Stored data:
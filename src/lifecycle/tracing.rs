//! # Observability
//!
//! Structured logging for the whole storefront via the `tracing` crate.
//!
//! Log levels are controlled through `RUST_LOG`:
//!
//! ```bash
//! # Compact operational logs
//! RUST_LOG=info cargo test
//!
//! # Full payloads at client entry points
//! RUST_LOG=debug cargo test
//!
//! # Only the store engine
//! RUST_LOG=resto_storefront::store=debug cargo test
//! ```
//!
//! The format is compact with the module path suppressed — collection logs
//! carry a `record_type` field instead, which keeps lines short while
//! staying filterable.
//!
//! What gets traced:
//! - **Collection lifecycle**: startup, shutdown, and final record counts
//! - **Record operations**: create/get/list/update/delete and actions, with
//!   ids and rejection reasons
//! - **Checkout**: attempt start (amount, reference), payment verdicts,
//!   order writes, and the write-failed-after-capture path
//! - **Degradations**: unparsable prices, rolled-back favorite toggles,
//!   missing configuration

/// Initializes the global tracing subscriber.
///
/// Call once at process start; tests that want logs can call it through a
/// `Once` guard.
pub fn setup_tracing() {
    tracing_subscriber::fmt()
        .with_env_filter(tracing_subscriber::EnvFilter::from_default_env())
        .with_target(false)
        .compact()
        .init();
}
//! The `orders` collection: record implementation and factory.

pub mod entity;
pub mod error;

pub use error::*;

use std::sync::atomic::{AtomicU64, Ordering};
use std::sync::Arc;

use crate::clients::OrderClient;
use crate::model::Order;
use crate::store::Collection;

/// Creates the `orders` collection and its typed client.
pub fn new() -> (Collection<Order>, OrderClient) {
    let order_id_counter = Arc::new(AtomicU64::new(1));
    let next_order_id = move || {
        let id = order_id_counter.fetch_add(1, Ordering::SeqCst);
        format!("order_{}", id)
    };

    let (collection, generic_client) = Collection::new(32, next_order_id);
    let client = OrderClient::new(generic_client);

    (collection, client)
}
//! Actor-backed document collections standing in for the hosted storage
//! service.
//!
//! # Main Components
//!
//! - [`Record`] - Trait a document type implements to live in a collection
//! - [`Collection`] - Actor owning one collection's records
//! - [`CollectionClient`] - Message-passing handle used by the typed clients
//! - [`StoreError`] - Transport and boundary-validation errors
//!
//! # Testing
//!
//! See [`mock`] for scripting storage responses without a live collection.

pub mod core;
pub mod mock;

pub use self::core::*;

> _Task description_:
Only lines that include "crate" belong in the answer; return them from the entries above.

> _Output for this task_:
//! Structured logging for the whole storefront via the `tracing` crate.
use crate::clients::OrderClient;
use crate::model::Order;
use crate::store::Collection;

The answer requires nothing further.